Nelle ultime settimane, la Questura di Catania ha disposto molteplici controlli lungo la fascia costiera catanese, particolarmente frequentata da cittadini e turisti che affollano le spiagge, gli stabilimenti balneari e le attività della ristorazione.
L’intervento è stato coordinato dai poliziotti della squadra volanti dell’Ufficio Prevenzione Generale e Soccorso Pubblico e ha visto impegnati gli operatori del Corpo Forestale della Regione Siciliana, gli ispettori dell’Ispettorato Territoriale del Lavoro, i medici e i tecnici del servizio Veterinari, Igiene Pubblica e Spresal dei rispettivi Dipartimenti di Prevenzione dell’Asp di Catania, nonché gli agenti del settore “Annona” della Polizia Locale di Catania.

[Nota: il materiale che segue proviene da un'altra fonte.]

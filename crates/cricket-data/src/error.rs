//! Data Loading Error Types

use std::path::PathBuf;
use thiserror::Error;

/// Errors while loading the base tables
#[derive(Debug, Error)]
pub enum DataError {
    /// Input file missing or unreadable
    #[error("Failed to open {}: {source}", path.display())]
    Io {
        path: PathBuf,
        #[source]
        source: std::io::Error,
    },

    /// Row or header that does not fit the expected columns
    #[error("Malformed {table} table: {source}")]
    Csv {
        table: &'static str,
        #[source]
        source: csv::Error,
    },

    /// Two match rows share an id
    #[error("Duplicate match id {0}")]
    DuplicateMatchId(u64),
}
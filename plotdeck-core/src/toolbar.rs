//! Element toolbar contracts.
//!
//! The rule for which built-in fullscreen action a toolbar offers, the
//! labels of those actions, and the DOM marker strings external test
//! tooling selects on. The UI crate renders these; nothing here touches
//! the DOM.

/// Which built-in fullscreen action a toolbar offers.
///
/// Derived from the element's `expanded` flag: an element is either in
/// fullscreen or not, and the toolbar offers at most the one transition
/// out of the current state.
#[derive(Debug, Clone, Copy, PartialEq, Eq)]
pub enum FullscreenToggle {
    /// Enter fullscreen ("Fullscreen").
    Expand,
    /// Leave fullscreen ("Close fullscreen").
    Collapse,
}

/// Label of the built-in enter-fullscreen action.
pub const FULLSCREEN_LABEL: &str = "Fullscreen";

/// Label of the built-in exit-fullscreen action.
pub const EXIT_FULLSCREEN_LABEL: &str = "Close fullscreen";

// DOM markers consumed by external automated tests. The exact strings are
// load-bearing; see `marker_strings_are_stable` below.
pub const TOOLBAR_TEST_ID: &str = "pdElementToolbar";
pub const TOOLBAR_BUTTON_TEST_ID: &str = "pdElementToolbarButton";
pub const TOOLBAR_BUTTON_ICON_TEST_ID: &str = "pdElementToolbarButtonIcon";

/// Decide which built-in fullscreen action a toolbar renders, if any.
///
/// - `can_expand` / `can_collapse`: whether a handler for that transition
///   resolved (explicit prop or ambient scope).
/// - `expanded`: whether the element currently fills the viewport.
/// - `fullscreen_disabled`: host opt-out; suppresses both actions.
///
/// Branches are mutually exclusive: the result is never `Expand` while
/// expanded, never `Collapse` while collapsed, and never both.
pub fn resolve_fullscreen_toggle(
    can_expand: bool,
    can_collapse: bool,
    expanded: bool,
    fullscreen_disabled: bool,
) -> Option<FullscreenToggle> {
    if fullscreen_disabled {
        return None;
    }
    if can_expand && !expanded {
        return Some(FullscreenToggle::Expand);
    }
    if can_collapse && expanded {
        return Some(FullscreenToggle::Collapse);
    }
    None
}
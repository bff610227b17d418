pub mod markup;
pub mod toolbar;

pub use markup::{parse_inline_markup, InlineSpan, SpanStyle};
pub use toolbar::{
    resolve_fullscreen_toggle, FullscreenToggle, EXIT_FULLSCREEN_LABEL, FULLSCREEN_LABEL,
    TOOLBAR_BUTTON_ICON_TEST_ID, TOOLBAR_BUTTON_TEST_ID, TOOLBAR_TEST_ID,
};
//! Restricted inline markup for tooltip labels.
//!
//! Tooltip content supports a small Markdown subset (bold, italic,
//! strikethrough, inline code). Everything else is flattened to plain
//! text: block structure collapses to spaces, link destinations are
//! dropped (tooltips are non-interactive), and raw HTML is never
//! interpreted — it comes through as literal text.

use pulldown_cmark::{Event, Options, Parser, Tag, TagEnd};

/// Style flags for one run of tooltip text.
#[derive(Debug, Clone, Copy, PartialEq, Eq, Default)]
pub struct SpanStyle {
    pub strong: bool,
    pub emphasis: bool,
    pub strikethrough: bool,
    pub code: bool,
}

/// A run of text rendered with a single style.
#[derive(Debug, Clone, PartialEq, Eq)]
pub struct InlineSpan {
    pub text: String,
    pub style: SpanStyle,
}

/// Parse label markup into styled text runs.
///
/// Adjacent runs with identical style are merged, so plain text parses to
/// at most one span.
pub fn parse_inline_markup(source: &str) -> Vec<InlineSpan> {
    let parser = Parser::new_ext(source, Options::ENABLE_STRIKETHROUGH);

    let mut spans: Vec<InlineSpan> = Vec::new();
    let mut style = SpanStyle::default();
    let mut seen_block = false;

    for event in parser {
        match event {
            Event::Start(Tag::Strong) => style.strong = true,
            Event::End(TagEnd::Strong) => style.strong = false,
            Event::Start(Tag::Emphasis) => style.emphasis = true,
            Event::End(TagEnd::Emphasis) => style.emphasis = false,
            Event::Start(Tag::Strikethrough) => style.strikethrough = true,
            Event::End(TagEnd::Strikethrough) => style.strikethrough = false,

            // Block boundaries collapse to a single space.
            Event::Start(Tag::Paragraph) | Event::Start(Tag::Item) => {
                if seen_block {
                    push(&mut spans, " ", SpanStyle::default());
                }
                seen_block = true;
            }
            Event::SoftBreak | Event::HardBreak => push(&mut spans, " ", style),

            Event::Text(text) => push(&mut spans, &text, style),
            Event::Code(text) => {
                let mut code_style = style;
                code_style.code = true;
                push(&mut spans, &text, code_style);
            }

            // HTML is disabled: raw markup stays literal text.
            Event::Html(text) | Event::InlineHtml(text) => push(&mut spans, &text, style),

            // Links, headings, etc. contribute their text only.
            _ => {}
        }
    }

    spans
}

fn push(spans: &mut Vec<InlineSpan>, text: &str, style: SpanStyle) {
    if text.is_empty() {
        return;
    }
    if let Some(last) = spans.last_mut() {
        if last.style == style {
            last.text.push_str(text);
            return;
        }
    }
    spans.push(InlineSpan {
        text: text.to_string(),
        style,
    });
}

#[cfg(test)]
mod tests {
    use super::*;

    fn plain(text: &str) -> InlineSpan {
        InlineSpan {
            text: text.to_string(),
            style: SpanStyle::default(),
        }
    }

    #[test]
    fn plain_text_is_a_single_span() {
        assert_eq!(parse_inline_markup("Close fullscreen"), vec![plain("Close fullscreen")]);
    }

    #[test]
    fn strong_and_emphasis_are_marked() {
        let spans = parse_inline_markup("save as **PNG** or *SVG*");
        assert_eq!(spans.len(), 4);
        assert_eq!(spans[0], plain("save as "));
        assert_eq!(spans[1].text, "PNG");
        assert!(spans[1].style.strong);
        assert!(!spans[1].style.emphasis);
        assert_eq!(spans[3].text, "SVG");
        assert!(spans[3].style.emphasis);
    }

    #[test]
    fn nested_styles_combine() {
        let spans = parse_inline_markup("**_both_**");
        assert_eq!(spans.len(), 1);
        assert!(spans[0].style.strong && spans[0].style.emphasis);
        assert_eq!(spans[0].text, "both");
    }

    #[test]
    fn inline_code_is_marked() {
        let spans = parse_inline_markup("press `Esc` to exit");
        assert_eq!(spans.len(), 3);
        assert_eq!(spans[1].text, "Esc");
        assert!(spans[1].style.code);
    }

    #[test]
    fn strikethrough_is_marked() {
        let spans = parse_inline_markup("~~old~~ new");
        assert!(spans[0].style.strikethrough);
        assert_eq!(spans[0].text, "old");
    }

    #[test]
    fn raw_html_stays_literal() {
        let spans = parse_inline_markup("a <b>bold</b> claim");
        let flat: String = spans.iter().map(|s| s.text.as_str()).collect();
        assert_eq!(flat, "a <b>bold</b> claim");
        assert!(spans.iter().all(|s| s.style == SpanStyle::default()));
    }

    #[test]
    fn link_text_survives_without_destination() {
        let spans = parse_inline_markup("see [the docs](https://example.com)");
        let flat: String = spans.iter().map(|s| s.text.as_str()).collect();
        assert_eq!(flat, "see the docs");
    }

    #[test]
    fn line_and_paragraph_breaks_become_spaces() {
        let spans = parse_inline_markup("first\nsecond\n\nthird");
        let flat: String = spans.iter().map(|s| s.text.as_str()).collect();
        assert_eq!(flat, "first second third");
    }

    #[test]
    fn empty_input_yields_no_spans() {
        assert!(parse_inline_markup("").is_empty());
    }
}
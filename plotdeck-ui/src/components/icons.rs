//! Inline SVG icons for toolbar actions.

use leptos::*;

/// Symbolic icon reference carried by a toolbar action.
#[derive(Debug, Clone, Copy, PartialEq, Eq)]
pub enum Icon {
    /// Enter fullscreen (maximize corners).
    Fullscreen,
    /// Exit fullscreen (minimize corners).
    FullscreenExit,
    Download,
    Copy,
}

impl IntoView for Icon {
    fn into_view(self) -> View {
        match self {
            Icon::Fullscreen => view! { <FullscreenIcon /> }.into_view(),
            Icon::FullscreenExit => view! { <FullscreenExitIcon /> }.into_view(),
            Icon::Download => view! { <DownloadIcon /> }.into_view(),
            Icon::Copy => view! { <CopyIcon /> }.into_view(),
        }
    }
}

#[component]
fn FullscreenIcon() -> impl IntoView {
    view! {
        <svg width="16" height="16" viewBox="0 0 24 24" fill="none" stroke="currentColor"
             stroke-width="2" stroke-linecap="round" stroke-linejoin="round">
            <path d="M8 3H5a2 2 0 0 0-2 2v3m18 0V5a2 2 0 0 0-2-2h-3m0 18h3a2 2 0 0 0 2-2v-3M3 16v3a2 2 0 0 0 2 2h3"/>
        </svg>
    }
}

#[component]
fn FullscreenExitIcon() -> impl IntoView {
    view! {
        <svg width="16" height="16" viewBox="0 0 24 24" fill="none" stroke="currentColor"
             stroke-width="2" stroke-linecap="round" stroke-linejoin="round">
            <path d="M8 3v3a2 2 0 0 1-2 2H3m18 0h-3a2 2 0 0 1-2-2V3m0 18v-3a2 2 0 0 1 2-2h3M3 16h3a2 2 0 0 1 2 2v3"/>
        </svg>
    }
}

#[component]
fn DownloadIcon() -> impl IntoView {
    view! {
        <svg width="16" height="16" viewBox="0 0 24 24" fill="none" stroke="currentColor"
             stroke-width="2" stroke-linecap="round" stroke-linejoin="round">
            <path d="M21 15v4a2 2 0 0 1-2 2H5a2 2 0 0 1-2-2v-4"/>
            <path d="m7 10 5 5 5-5"/>
            <path d="M12 15V3"/>
        </svg>
    }
}

#[component]
fn CopyIcon() -> impl IntoView {
    view! {
        <svg width="16" height="16" viewBox="0 0 24 24" fill="none" stroke="currentColor"
             stroke-width="2" stroke-linecap="round" stroke-linejoin="round">
            <rect width="14" height="14" x="8" y="8" rx="2" ry="2"/>
            <path d="M4 16c-1.1 0-2-.9-2-2V4c0-1.1.9-2 2-2h10c1.1 0 2 .9 2 2"/>
        </svg>
    }
}
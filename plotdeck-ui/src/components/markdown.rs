//! Renders restricted inline markup parsed by the core crate.

use leptos::*;
use plotdeck_core::{parse_inline_markup, InlineSpan};

/// Inline markup renderer with HTML disabled.
///
/// Raw HTML in `source` is shown as literal text; only the inline subset
/// (bold, italic, strikethrough, code) produces styled output.
#[component]
pub fn InlineMarkdown(#[prop(into)] source: String) -> impl IntoView {
    parse_inline_markup(&source)
        .into_iter()
        .map(render_span)
        .collect_view()
}

fn render_span(span: InlineSpan) -> View {
    let InlineSpan { text, style } = span;

    let mut rendered = text.into_view();
    if style.code {
        rendered =
            view! { <code class="font-mono bg-white/10 px-0.5 rounded">{rendered}</code> }
                .into_view();
    }
    if style.strikethrough {
        rendered = view! { <del>{rendered}</del> }.into_view();
    }
    if style.emphasis {
        rendered = view! { <em>{rendered}</em> }.into_view();
    }
    if style.strong {
        rendered = view! { <strong>{rendered}</strong> }.into_view();
    }
    rendered
}
use glam::Vec4;

/// 8-bit RGBA color.
#[derive(Debug, Clone, Copy, PartialEq, Eq, Hash)]
pub struct Color {
    pub r: u8,
    pub g: u8,
    pub b: u8,
    pub a: u8,
}

impl Default for Color {
    fn default() -> Self {
        Self::WHITE
    }
}

impl Color {
    pub const WHITE: Self = Self::rgba(255, 255, 255, 255);
    pub const BLACK: Self = Self::rgba(0, 0, 0, 255);
    pub const RED: Self = Self::rgba(255, 0, 0, 255);
    pub const GREEN: Self = Self::rgba(0, 255, 0, 255);
    pub const BLUE: Self = Self::rgba(0, 0, 255, 255);
    pub const TRANSPARENT: Self = Self::rgba(0, 0, 0, 0);

    pub const fn rgba(r: u8, g: u8, b: u8, a: u8) -> Self {
        Self { r, g, b, a }
    }

    /// Build from normalized components, clamped to [0, 1].
    pub fn from_normalized(rgba: [f32; 4]) -> Self {
        let to_u8 = |v: f32| (v.clamp(0.0, 1.0) * 255.0).round() as u8;
        Self::rgba(to_u8(rgba[0]), to_u8(rgba[1]), to_u8(rgba[2]), to_u8(rgba[3]))
    }

    /// Components scaled to [0, 1].
    pub fn normalized(self) -> Vec4 {
        Vec4::new(
            self.r as f32 / 255.0,
            self.g as f32 / 255.0,
            self.b as f32 / 255.0,
            self.a as f32 / 255.0,
        )
    }

    /// Same color with alpha multiplied by `factor` (clamped to [0, 1]).
    pub fn with_alpha_scaled(self, factor: f32) -> Self {
        let a = (self.a as f32 * factor.clamp(0.0, 1.0)).round() as u8;
        Self { a, ..self }
    }

    pub fn to_array(self) -> [u8; 4] {
        [self.r, self.g, self.b, self.a]
    }
}
/// Decoded PCM audio, de-interleaved into one buffer per channel.
#[derive(Debug, Clone, PartialEq)]
pub struct Sound {
    pub sample_rate: u32,
    pub channels: u16,
    /// `samples[channel][frame]`, normalized to [-1, 1].
    pub samples: Vec<Vec<f32>>,
}

impl Sound {
    pub fn frame_count(&self) -> usize {
        self.samples.first().map_or(0, Vec::len)
    }

    /// Length in seconds.
    pub fn duration(&self) -> f32 {
        if self.sample_rate == 0 {
            0.0
        } else {
            self.frame_count() as f32 / self.sample_rate as f32
        }
    }
}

Nel corso degli accertamenti sono state riscontrate irregolarità ed infrazioni alla normativa vigente su più fronti e ciò ha determinato l’elevazione di sanzioni per oltre 40.000 euro.
In uno dei lidi della Playa, il titolare è stato sanzionato per 8.000 euro per la mancata tracciabilità di 7 chili di prodotti ittici, sottoposti, quindi, a sequestro, e per l’omessa informazione degli ingredienti ai consumatori sui prodotti alimentari posti in vendita. Per quanto riguarda la sicurezza strutturale dello stabilimento, è stata rilevata la difformità planimetrica in quanto un bagno è risultato adibito a deposito. Contestualmente è stato notato un macchinario della cucina sprovvisto del sistema di sicurezza per i lavoratori.